More broadly, we see part of the School's importance in the fact that it is attached to an on-going organization, which can use our resources for study and reaching new women and bringing them into organizational programs. The interrelationships between the School and the Union could be seen perhaps in projection for the future which could possibly be one that made as a condition of membership in the CWLU that members take at least one class a year in the School. This would insure that membership was dealing with political questions, reading, and being serious about its commitment. In addition, the School can be used for cadre training for perhaps a particular program of the organization. Last summer, for example, we had a course on organizing which dealt, with questions such as how to organize and what it means to organize rap groups and other programs. Another idea might be to have a course on daycare which would feed directly into and serve the growing daycare work of the Union. The School is not merely an isolated counter-institution, but one that is directly involved in meeting the needs of a growing organization.

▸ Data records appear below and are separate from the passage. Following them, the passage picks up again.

//! Foundation types for the attachment vault.
//!
//! Every other vault crate depends on `vault-types`.
//!
//! # Key Types
//!
//! - [`AttachmentId`] -- content digest of an attachment's raw bytes
//! - [`SignerKey`] -- public key of an archive signer
//! - [`AttachmentRecord`] -- durable row stored per attachment
//! - [`AttachmentMetadata`] / [`AttachmentKind`] -- plain vs. contract-bearing attachments
//! - [`uploader`] -- reserved and trusted uploader tokens

pub mod error;
pub mod id;
pub mod record;
pub mod uploader;

pub use error::TypeError;
pub use id::{AttachmentId, DigestAlgorithm, SignerKey};
pub use record::{
    AttachmentKind, AttachmentMetadata, AttachmentRecord, ContractClassName, ContractInfo,
    Version, DEFAULT_VERSION,
};
pub use uploader::UploaderClass;
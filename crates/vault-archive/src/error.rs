use thiserror::Error;

#[derive(Debug, Error)]
pub enum ArchiveError {
    /// The bytes are not a readable archive, or the archive is empty.
    #[error("invalid archive structure: {reason}")]
    InvalidStructure { reason: String },

    /// An entry name could escape the archive's root when extracted.
    #[error("unsafe archive entry {name:?}: {reason}")]
    UnsafeEntry { name: String, reason: String },

    /// Some entries are signed by a key that does not sign the rest.
    #[error("inconsistent archive signing: {reason}")]
    InconsistentSigning { reason: String },

    #[error("failed to read archive entry {name:?}: {reason}")]
    EntryRead { name: String, reason: String },

    #[error("serialization error: {0}")]
    Serialization(String),
}

impl ArchiveError {
    pub(crate) fn structure(reason: impl Into<String>) -> Self {
        Self::InvalidStructure {
            reason: reason.into(),
        }
    }
}

pub type ArchiveResult<T> = Result<T, ArchiveError>;
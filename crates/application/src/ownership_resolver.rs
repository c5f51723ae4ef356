use shutoff_domain::{AuditEvent, Ownership, ResourceKind};
use tracing::debug;

/// Attributes a resource to the principal of the first audit event that
/// references it.
///
/// Events are scanned in the order the audit log returned them and the first
/// reference with the kind's resource type and an id equal to `match_key`
/// wins. A resource that was re-created under another principal is attributed
/// to whichever event comes first; there is no disambiguation. Events whose
/// payload lacks the expected linkage are skipped.
#[must_use]
pub fn resolve_ownership(kind: ResourceKind, match_key: &str, events: &[AuditEvent]) -> Ownership {
    let expected_type = kind.audit_resource_type();

    for event in events {
        let references = match event.references(kind) {
            Ok(references) => references,
            Err(error) => {
                debug!(kind = %kind, error = %error, "skipping malformed audit event");
                continue;
            }
        };

        let matched = references.iter().any(|reference| {
            reference.resource_type == expected_type && reference.resource_id == match_key
        });

        if matched {
            return Ownership::from_actor(event.actor());
        }
    }

    Ownership::Unknown
}
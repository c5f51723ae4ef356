//! Amazon SES (v2) email service.

use async_trait::async_trait;
use aws_sdk_sesv2::types::{Body, Content, Destination, EmailContent, Message};

use shutoff_application::EmailService;
use shutoff_core::{AppError, AppResult};
use shutoff_domain::NotificationMessage;

use crate::aws_context::AwsContext;
use crate::aws_error::aws_error;

const CHARSET: &str = "UTF-8";

/// Production email service sending through SES in the home region.
#[derive(Clone, Debug)]
pub struct SesEmailService {
    client: aws_sdk_sesv2::Client,
    sender: String,
}

impl SesEmailService {
    /// Creates a service sending from the verified `sender` identity.
    #[must_use]
    pub fn new(aws: &AwsContext, sender: impl Into<String>) -> Self {
        Self {
            client: aws.ses_client(),
            sender: sender.into(),
        }
    }
}

fn text_content(data: &str) -> AppResult<Content> {
    Content::builder()
        .data(data)
        .charset(CHARSET)
        .build()
        .map_err(|error| AppError::Internal(format!("failed to build email content: {error}")))
}

fn email_content(message: &NotificationMessage) -> AppResult<EmailContent> {
    let simple = Message::builder()
        .subject(text_content(message.subject())?)
        .body(Body::builder().text(text_content(message.body())?).build())
        .build();

    Ok(EmailContent::builder().simple(simple).build())
}

#[async_trait]
impl EmailService for SesEmailService {
    async fn send_email(&self, message: &NotificationMessage) -> AppResult<String> {
        if message.recipients().is_empty() {
            return Err(AppError::Validation(
                "notification has no recipients".to_owned(),
            ));
        }

        let destination = Destination::builder()
            .set_to_addresses(Some(message.recipient_list()))
            .build();

        let response = self
            .client
            .send_email()
            .from_email_address(self.sender.as_str())
            .destination(destination)
            .content(email_content(message)?)
            .send()
            .await
            .map_err(|error| aws_error("ses:SendEmail", &error))?;

        Ok(response.message_id().unwrap_or_default().to_owned())
    }
}
//! CloudTrail-backed audit trail.

use std::future::Future;

use async_trait::async_trait;
use aws_sdk_cloudtrail::types::{Event, LookupAttribute, LookupAttributeKey};
use serde_json::Value;
use tracing::debug;

use shutoff_application::AuditTrail;
use shutoff_core::{AppError, AppResult};
use shutoff_domain::{AuditEvent, AuditResourceRef};

use crate::aws_context::AwsContext;
use crate::aws_error::aws_error;

/// Largest `MaxResults` CloudTrail `LookupEvents` accepts in one request.
const LOOKUP_EVENTS_MAX_PAGE_SIZE: usize = 50;

/// Looks up management events through CloudTrail `LookupEvents`.
#[derive(Clone, Debug)]
pub struct CloudTrailAuditTrail {
    aws: AwsContext,
}

impl CloudTrailAuditTrail {
    /// Creates an audit trail adapter.
    #[must_use]
    pub fn new(aws: AwsContext) -> Self {
        Self { aws }
    }
}

/// Size of the next page to request, or `None` once `limit` items are held.
fn next_page_size(collected: usize, limit: usize) -> Option<i32> {
    let remaining = limit.saturating_sub(collected);
    if remaining == 0 {
        return None;
    }

    i32::try_from(remaining.min(LOOKUP_EVENTS_MAX_PAGE_SIZE)).ok()
}

/// Follows continuation tokens until `limit` items are collected or the
/// service stops returning a token.
async fn collect_pages<T, F, Fut>(limit: usize, mut fetch_page: F) -> AppResult<Vec<T>>
where
    F: FnMut(i32, Option<String>) -> Fut,
    Fut: Future<Output = AppResult<(Vec<T>, Option<String>)>>,
{
    let mut collected = Vec::new();
    let mut next_token: Option<String> = None;

    while let Some(page_size) = next_page_size(collected.len(), limit) {
        let (items, token) = fetch_page(page_size, next_token.take()).await?;
        collected.extend(items);

        match token {
            Some(token) if !token.is_empty() => next_token = Some(token),
            _ => break,
        }
    }

    collected.truncate(limit);
    Ok(collected)
}

fn to_audit_event(event: &Event) -> AuditEvent {
    let resources = event
        .resources()
        .iter()
        .filter_map(|resource| {
            Some(AuditResourceRef {
                resource_type: resource.resource_type()?.to_owned(),
                resource_name: resource.resource_name()?.to_owned(),
            })
        })
        .collect();

    // A payload that is not JSON is treated as absent.
    let payload = event
        .cloud_trail_event()
        .and_then(|raw| serde_json::from_str::<Value>(raw).ok());

    AuditEvent::new(
        event.event_name().unwrap_or_default(),
        event.username().map(str::to_owned),
        resources,
        payload,
    )
}

#[async_trait]
impl AuditTrail for CloudTrailAuditTrail {
    async fn lookup_events(
        &self,
        region: &str,
        event_name: &str,
        max_results: i32,
    ) -> AppResult<Vec<AuditEvent>> {
        let attribute = LookupAttribute::builder()
            .attribute_key(LookupAttributeKey::EventName)
            .attribute_value(event_name)
            .build()
            .map_err(|error| {
                AppError::Internal(format!("failed to build cloudtrail lookup attribute: {error}"))
            })?;

        let client = self.aws.cloudtrail_client(region);
        let limit = usize::try_from(max_results).unwrap_or_default();

        let events = collect_pages(limit, |page_size, next_token| {
            let request = client
                .lookup_events()
                .lookup_attributes(attribute.clone())
                .max_results(page_size)
                .set_next_token(next_token);

            async move {
                let response = request
                    .send()
                    .await
                    .map_err(|error| aws_error("cloudtrail:LookupEvents", &error))?;

                let page: Vec<AuditEvent> =
                    response.events().iter().map(to_audit_event).collect();
                Ok::<_, AppError>((page, response.next_token().map(str::to_owned)))
            }
        })
        .await?;

        debug!(region, event_name, count = events.len(), "looked up audit events");

        Ok(events)
    }
}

Two practical aspects of the School that have evolved through our experiences are the Orientation and Evaluation. The first takes place at the beginning of each session. It is intended to give prospective students an overview of all the courses offered, the better to decide what she wants to take, and to give everyone a feeling for the school as a whole and as part of the women's movement. The Evaluation is held about midway through the session to give women a chance to talk about their dissatisfactions while there is still time to act on them before the session ends. During an Evaluation it was found that students felt that in one class there was too much structure, and in another too little. By having students and and conveners talk frankly about their expectations for a class, adjustments can usually be made. Of course this is the time for positive feedback, and if the Evaluation for the fourth session is a true indication, the School has a fantastic success. We as women are challenging each other to fulfill our human potential, and supporting each other to make it happen. We are building self-confidence in ourselves as individuals and the legitimacy of the School as an expression of our needs and desires within the women's movement.

We hope to see participation in the School become a springboard for students to a deeper commitment for social change, a deeper commitment to the movement and to the CWLU as part of that movement. We have described earlier some of the ways in which that is happening or can happen. But it is not happening enough yet. We feel that we must involve each class in some kind of action project. One model might be to involve people in Women and Their Bodies classes in pregnancy testing or abortion counseling; another may stem from the Prepared Childbirth course, which offers a service otherwise unavailable to many women, raises consciousness about our oppression in the healthcare system and our lack of control over our own bodies, and offers the possibility of direct action closely related to the course content. In this case, women in the class plan to demand that various clinics and hospitals start offering prepared childbirth courses. With this kind of action, the Liberation School will not be co-opted by institutions representing ways of life to which we are opposed but rather will challenge such institutions in meaningful ways.

Our goal is to create positive dissatisfaction in the participants in the Liberation School, a realization of the dissatisfaction many women fell with their lives, not a dissatisfaction which grows silently within each isolated woman and sours her life, but one which leads her to question her situation, to challenge it, to grow with other women to an understanding that sisterhood is powerful. The only given is that we will keep growing.